Support in canola continued to stem from the record usage of the commodity by the domestic and export sectors. The building of a risk premium into the deferred values was also evident, as the industry takes precautions ahead of the growing season. There were ideas that the dryness that existed on the Prairies heading into spring seeding has been alleviated to some degree. However, any extended periods of dryness during the critical development months in July and August will reduce the yield potential of the crop.
Some concern has already been expressed about the record area that will be seeded to canola this spring, but others are indicating the large acreage will be required to meet demand commitments.
Canola area in Western Canada is expected to range anywhere from 21 million to as high as 23 million acres this spring. In 2011, canola area totalled 18.9 million acres.
The industry is hoping canola-seeded area is at least in the 21-million-acre range.

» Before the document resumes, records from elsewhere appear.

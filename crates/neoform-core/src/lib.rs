//! neoform-core: schema types, runtime type checking, and property marshalling.
//!
//! This crate holds everything between application property bags and the
//! Neo4j driver's wire shapes:
//! - Type tags and values (`SchemaType`, `NeoValue`, `NeoProperties`, `NeoRecord`)
//! - Schema declarations and validation (`PropDef`, `Schema`, `RelationSchema`)
//! - Runtime type checking (`check_type`)
//! - Property-map literal rendering and record decoding (`to_query_props`, `create_props`)
//! - Configuration loading and the common error type

pub mod check;
pub mod config;
pub mod error;
pub mod props;
pub mod relation;
pub mod schema;
pub mod types;

pub use check::{check_prop_def, check_type};
pub use error::{NeoformError, Result};
pub use props::{create_props, is_identifier, to_query_props};
pub use relation::{is_relation_type_opts, RelationPropDef, RelationSchema, RelationTypeOpts};
pub use schema::{is_schema_type_opts, PropDef, Schema, SchemaProperties, SchemaTypeOpts};
pub use types::{ElementType, NeoList, NeoProperties, NeoRecord, NeoValue, SchemaType};
//! Read operations returning schema-typed nodes.

use neo4rs::query;

use neoform_core::{to_query_props, NeoProperties, Schema};

use crate::client::{GraphClient, GraphError};
use crate::record::{check_label, count_from_row, node_from_row, NeoNode, RETURN_NODE};

impl GraphClient {
    /// Get a node by label and internal id.
    pub async fn find_by_id(
        &self,
        label: &str,
        schema: &Schema,
        id: i64,
    ) -> Result<NeoNode, GraphError> {
        check_label(label)?;
        let cypher = format!("MATCH (n:{label}) WHERE id(n) = $id\n{RETURN_NODE}");

        match self.query_one(query(&cypher).param("id", id)).await? {
            Some(row) => node_from_row(&row, schema),
            None => Err(GraphError::NotFound {
                label: label.to_string(),
                id,
            }),
        }
    }

    /// List nodes whose properties equal every entry of `filter`.
    pub async fn find_nodes(
        &self,
        label: &str,
        schema: &Schema,
        filter: &NeoProperties,
        limit: u32,
    ) -> Result<Vec<NeoNode>, GraphError> {
        check_label(label)?;
        let filter = schema.validate_partial(filter)?;
        let cypher = format!("{}\n{RETURN_NODE}\nLIMIT $limit", match_clause(label, &filter));
        tracing::debug!(label, cypher = %cypher, "Finding nodes");

        let rows = self
            .query_rows(query(&cypher).param("limit", limit as i64))
            .await?;
        let mut results = Vec::with_capacity(rows.len());
        for row in rows {
            results.push(node_from_row(&row, schema)?);
        }
        Ok(results)
    }

    /// Count nodes whose properties equal every entry of `filter`.
    pub async fn count_nodes(
        &self,
        label: &str,
        schema: &Schema,
        filter: &NeoProperties,
    ) -> Result<i64, GraphError> {
        check_label(label)?;
        let filter = schema.validate_partial(filter)?;
        let cypher = format!("{}\nRETURN count(n) AS cnt", match_clause(label, &filter));

        let row = self.query_one(query(&cypher)).await?;
        count_from_row(row.as_ref())
    }
}

fn match_clause(label: &str, filter: &NeoProperties) -> String {
    if filter.is_empty() {
        format!("MATCH (n:{label})")
    } else {
        format!("MATCH (n:{label} {})", to_query_props(filter))
    }
}
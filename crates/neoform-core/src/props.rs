//! Marshalling between property bags and the driver's wire shapes.
//!
//! - [`to_query_props`] renders a bag as a Cypher property-map literal.
//! - [`create_props`] rebuilds a bag from a positional result record.

use crate::error::{NeoformError, Result};
use crate::types::{NeoProperties, NeoRecord};

/// Render a property bag as a Cypher property-map literal.
///
/// Produces `{}` for an empty bag, otherwise `{ k1: v1, k2: v2 }` with keys
/// in insertion order and values encoded as JSON literals. Values are not
/// validated here; run [`crate::Schema::validate`] first.
pub fn to_query_props(props: &NeoProperties) -> String {
    if props.is_empty() {
        return "{}".to_string();
    }

    let pairs: Vec<String> = props
        .iter()
        .map(|(key, value)| format!("{}: {}", property_key(key), value.to_json()))
        .collect();

    format!("{{ {} }}", pairs.join(", "))
}

/// Keys that are not plain identifiers are backtick-quoted.
fn property_key(key: &str) -> String {
    if is_identifier(key) {
        key.to_string()
    } else {
        format!("`{}`", key.replace('`', "``"))
    }
}

/// True for names usable unquoted as Cypher keys or labels.
pub fn is_identifier(s: &str) -> bool {
    let mut chars = s.chars();
    match chars.next() {
        Some(c) if c.is_alphabetic() || c == '_' => {}
        _ => return false,
    }
    chars.all(|c| c.is_alphanumeric() || c == '_')
}

/// Rebuild a named property bag from a positional record.
///
/// Keys pair with fields by index; a repeated key keeps the later field.
pub fn create_props(record: &NeoRecord) -> Result<NeoProperties> {
    let (keys, fields) = (record.keys(), record.fields());
    if keys.len() != fields.len() {
        tracing::warn!(
            keys = keys.len(),
            fields = fields.len(),
            "Record keys and fields are misaligned"
        );
        return Err(NeoformError::MalformedRecord {
            keys: keys.len(),
            fields: fields.len(),
        });
    }

    Ok(keys.iter().cloned().zip(fields.iter().cloned()).collect())
}
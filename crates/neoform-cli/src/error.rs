//! Error types for the neoform-cli crate.

use thiserror::Error;

#[derive(Error, Debug)]
pub enum CliError {
    #[error("Schema error: {0}")]
    Schema(#[from] neoform_core::NeoformError),

    #[error("Graph error: {0}")]
    Graph(#[from] neoform_graph::GraphError),

    #[error("No schema given: pass --schema or set cli.schema in config")]
    NoSchema,

    #[error("Failed to read {path}: {source}")]
    Read {
        path: String,
        #[source]
        source: std::io::Error,
    },

    #[error("Invalid JSON in {path}: {source}")]
    Json {
        path: String,
        #[source]
        source: serde_json::Error,
    },

    #[error("Failed to encode output: {0}")]
    Output(#[source] serde_json::Error),
}

pub type Result<T> = std::result::Result<T, CliError>;
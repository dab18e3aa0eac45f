//! Neo4j connection and shared graph client.

use neo4rs::{ConfigBuilder, Graph, Query};
use serde::Deserialize;

use neoform_core::NeoformError;

/// Errors from graph operations.
#[derive(Debug, thiserror::Error)]
pub enum GraphError {
    #[error("Neo4j connection error: {0}")]
    Connection(String),

    #[error("Neo4j query error: {0}")]
    Query(#[from] neo4rs::Error),

    #[error("Node not found: {label} with id {id}")]
    NotFound { label: String, id: i64 },

    #[error("Invalid label: {0}")]
    InvalidLabel(String),

    #[error("Schema error: {0}")]
    Schema(#[from] NeoformError),

    #[error("Deserialization error: {0}")]
    Deserialization(String),
}

/// Configuration for connecting to Neo4j.
///
/// Read from the `[neo4j]` config section.
#[derive(Debug, Clone, Deserialize)]
#[serde(default)]
pub struct GraphConfig {
    pub uri: String,
    pub user: String,
    pub password: String,
    pub max_connections: u32,
    pub fetch_size: usize,
}

impl Default for GraphConfig {
    fn default() -> Self {
        Self {
            uri: "bolt://localhost:7687".to_string(),
            user: "neo4j".to_string(),
            password: "neo4j".to_string(),
            max_connections: 16,
            fetch_size: 256,
        }
    }
}

/// Thread-safe Neo4j client. Clone is cheap (inner Arc).
#[derive(Clone)]
pub struct GraphClient {
    graph: Graph,
}

impl GraphClient {
    /// Connect to Neo4j with the given configuration.
    pub async fn connect(config: &GraphConfig) -> Result<Self, GraphError> {
        let neo_config = ConfigBuilder::default()
            .uri(&config.uri)
            .user(&config.user)
            .password(&config.password)
            .max_connections(config.max_connections as usize)
            .fetch_size(config.fetch_size)
            .build()
            .map_err(|e| GraphError::Connection(e.to_string()))?;

        let graph = Graph::connect(neo_config)
            .await
            .map_err(|e| GraphError::Connection(e.to_string()))?;

        tracing::info!(uri = %config.uri, "Connected to Neo4j");
        Ok(Self { graph })
    }

    /// The underlying neo4rs graph, for queries outside this crate.
    pub fn inner(&self) -> &Graph {
        &self.graph
    }

    /// Execute a write-only query.
    pub async fn run(&self, query: Query) -> Result<(), GraphError> {
        self.graph.run(query).await?;
        Ok(())
    }

    /// Execute a read query and collect all rows.
    pub async fn query_rows(&self, query: Query) -> Result<Vec<neo4rs::Row>, GraphError> {
        let mut stream = self.graph.execute(query).await?;
        let mut rows = Vec::new();
        while let Some(row) = stream.next().await? {
            rows.push(row);
        }
        Ok(rows)
    }

    /// Execute a read query and return the first row, if any.
    pub async fn query_one(&self, query: Query) -> Result<Option<neo4rs::Row>, GraphError> {
        let mut stream = self.graph.execute(query).await?;
        Ok(stream.next().await?)
    }
}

Statistics Canada will release its first plantings survey on April 24, but participants are already writing the numbers off as the survey will not fully reflect actual acreage. Most believe the survey was conducted too soon, and will underestimate what producers plan on seeding.
Activity in the milling wheat, durum and barley contracts on the ICE Futures Canada platform remained virtually non-existent. Most of the price action was again tied to arbitrage by ICE Futures Canada and was dependent on the placing of bids or offers by commercials.
Chicago Board of Trade (CBOT) soybean futures posted advances during the period ended April 5. Fallout from the U.S. Department of Agriculture’s March 30 prospective plantings report continued to generate strength, as did ideas that old-crop stocks of the commodity are tighter than what the USDA is suggesting.
Additional strength in U.S. soybeans came from further downward revisions to the soybean crop size in both Argentina and Brazil during the week. The production declines, along with the reduced U.S. soybean area, were expected to further tighten the global oilseed supply situation.
The upside in soybeans was tempered by ideas that values were overbought and were in need of a downward correction.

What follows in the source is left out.